同行者が、「“opportunity”があっても進出しないことになっている分野はあるのですか」と質問すると、サリム社長は即座に、「売春、ギャンブル、麻薬は手がけてはいけないというのがサリムの憲法です」と答えました。逆に言うと、これら以外はビジネス・チャンスさえあると見れば何でもやるということなのでしょう。

こういう考え方は非常にアメリカ的だと思いました。しかし、現在の市場経済の世界では、むしろこれが普通なのかも知れません。日本の多くの企業のように、従業員を養うことを真っ先に考え、新分野に進出する技術などが自社になければ進出をためらうのは、国際的には少数派なのではないでしょうか。いずれがいいかは別にして、アジア諸国でもアメリカ的な考え方が主流になりつつあるように感じました。

 

水上集落の豪邸を訪問

ブルネイでは、首都のバンダル・スリ・ブガワンで水上集落を訪問しました。はじめは、「水上集落」と聞いて、川の中に掘っ立て小屋のようなものが建っているのかと思っていました。ところが大違いで、ブルネイの人口の約10%3万人が住んでいる大集落で、電気や水道も完備していて、学校や警察もあるということでした。

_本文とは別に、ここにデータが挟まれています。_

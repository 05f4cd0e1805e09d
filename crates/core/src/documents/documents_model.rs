//! Document domain models.

use chrono::NaiveDate;
use rust_decimal::Decimal;
use serde::{Deserialize, Serialize};

use crate::ledger::{LedgerTotals, LineItemLedger, LineItemRow};

/// A document being composed: selected customer plus its line items.
///
/// Lives only for the composing session; nothing is saved until submission.
#[derive(Debug, Clone)]
pub struct DocumentDraft {
    customer_id: Option<String>,
    notes: Option<String>,
    terms: Option<String>,
    ledger: LineItemLedger,
}

impl DocumentDraft {
    pub fn new(ledger: LineItemLedger) -> Self {
        Self {
            customer_id: None,
            notes: None,
            terms: None,
            ledger,
        }
    }

    /// Selects the customer. A blank id clears the selection.
    pub fn select_customer(&mut self, customer_id: &str) {
        let trimmed = customer_id.trim();
        self.customer_id = (!trimmed.is_empty()).then(|| trimmed.to_string());
    }

    pub fn clear_customer(&mut self) {
        self.customer_id = None;
    }

    pub fn customer_id(&self) -> Option<&str> {
        self.customer_id.as_deref()
    }

    pub fn set_notes(&mut self, notes: Option<String>) {
        self.notes = notes;
    }

    pub fn notes(&self) -> Option<&str> {
        self.notes.as_deref()
    }

    pub fn set_terms(&mut self, terms: Option<String>) {
        self.terms = terms;
    }

    pub fn terms(&self) -> Option<&str> {
        self.terms.as_deref()
    }

    pub fn ledger(&self) -> &LineItemLedger {
        &self.ledger
    }

    pub fn ledger_mut(&mut self) -> &mut LineItemLedger {
        &mut self.ledger
    }

    pub fn totals(&self) -> LedgerTotals {
        self.ledger.aggregates()
    }
}

/// One submitted line, without the ledger's row handle.
#[derive(Debug, Clone, PartialEq, Serialize, Deserialize)]
pub struct NewDocumentItem {
    /// `None` when the row never resolved to a catalog product.
    pub item_id: Option<String>,
    pub name: String,
    pub description: Option<String>,
    pub quantity: Decimal,
    pub price: Decimal,
    pub tax: Decimal,
    pub total: Decimal,
}

impl From<&LineItemRow> for NewDocumentItem {
    fn from(row: &LineItemRow) -> Self {
        Self {
            item_id: row.product_id.clone(),
            name: row.name.clone(),
            description: (!row.description.is_empty()).then(|| row.description.clone()),
            quantity: row.quantity,
            price: row.price,
            tax: row.tax,
            total: row.total,
        }
    }
}

/// Immutable submission payload handed to the document writer.
///
/// Field names on the wire follow the invoice endpoint of the backend.
#[derive(Debug, Clone, PartialEq, Serialize, Deserialize)]
pub struct NewDocument {
    pub customer_id: String,
    #[serde(rename = "invoice_number")]
    pub document_number: String,
    #[serde(rename = "invoice_date")]
    pub issue_date: NaiveDate,
    pub due_date: NaiveDate,
    pub status: String,
    pub subtotal: Decimal,
    pub tax: Decimal,
    pub total: Decimal,
    pub notes: Option<String>,
    pub terms: Option<String>,
    pub items: Vec<NewDocumentItem>,
}

/// What the writer reports back after storing a document.
#[derive(Debug, Clone, PartialEq, Serialize, Deserialize)]
pub struct SubmittedDocument {
    pub id: String,
    #[serde(rename = "invoice_number")]
    pub document_number: String,
}
//! Catalog domain models.

use rust_decimal::Decimal;
use serde::{Deserialize, Serialize};

use crate::constants::DEFAULT_CURRENCY;

/// A product or service that can be placed on a document line.
#[derive(Debug, Clone, PartialEq, Serialize, Deserialize)]
pub struct Product {
    pub id: String,
    pub name: String,
    /// Unit price
    pub price: Decimal,
    pub description: Option<String>,
    #[serde(default)]
    pub unit: Option<String>,
    #[serde(default)]
    pub sku: Option<String>,
    #[serde(default)]
    pub category: Option<String>,
}

/// A customer from the directory.
#[derive(Debug, Clone, PartialEq, Serialize, Deserialize)]
pub struct Customer {
    pub id: String,
    pub name: String,
    #[serde(default)]
    pub contact_name: Option<String>,
    #[serde(default)]
    pub email: Option<String>,
    #[serde(default)]
    pub phone: Option<String>,
    #[serde(default = "default_currency")]
    pub currency: String,
    #[serde(default)]
    pub billing_address_line_1: Option<String>,
    #[serde(default)]
    pub billing_city: Option<String>,
    #[serde(default)]
    pub billing_country: Option<String>,
}

fn default_currency() -> String {
    DEFAULT_CURRENCY.to_string()
}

われわれを船で案内してくれた船頭さんが、水上集落の自宅に招いてくれました。そのお宅の居間は40畳ぐらいあり、天井には大型の扇風機が8台ついていました。そして、テレビが3台あって、5人の子供がそれぞれ見たい番組を見ていました。集落から外へ出かけるときは、自宅から川岸までモーターボートのタクシーで行き、そこに停めてある自家用車で出かけるのが普通なのだそうです。

ブルネイは石油と天然ガスのおかげで大変豊かで、首都近辺の道路はよく整備されていて、真新しい日本やヨーロッパのクルマが走り回っていました。学校も病院も無料で、住宅は政府が安く供給してくれるということです。現地に駐在していた日本人の話では、ブルネイ人は豊か過ぎるためハングリー精神に欠けるのが問題で、現地の人を雇うと、日本人なら一人で済む仕事に4人必要だと言っていました。ブルネイ人はみんな給料のいい役人になりたがり、肉体労働は敬遠されるそうです。そのため、土木工事などはほとんどフィリピンなどからの出稼ぎ労働者に頼っていて、軍隊も外国人の傭兵だそうです。

ブルネイの国王は世界有数の金持ちで、ガイドの話では、クルマを300台持ち、そのうち100台はロールスロイスということでした。現在、インターネットにはクルマを5,000台持っているという話が出ていますが、国王自身のもの、王族のもの、国王が人にあげたものなど、どこまで入っているのでしょうか。そのガイドは、国王はイギリスに留学していたためポロが好きで、ポロ用の馬を600頭持っているとも言っていました。イスラム教では4人まで持てる奥さんは2人だけということですが、いずれにしても、われわれには想像を絶するような生活をしているようです。もっとも、ただ贅沢な生活をしているだけでなく、社会福祉には非常に力を入れ、断食明けには参賀の国民と一人一人握手し、子供にはお土産を渡して人気の維持に努めているということでした。

ブルネイにとって長期的に深刻な問題は、石油資源の枯渇です。ほかにたいした産業がないブルネイでは、石油が採れなくなったら現在の繁栄は間違いなく終焉するからです。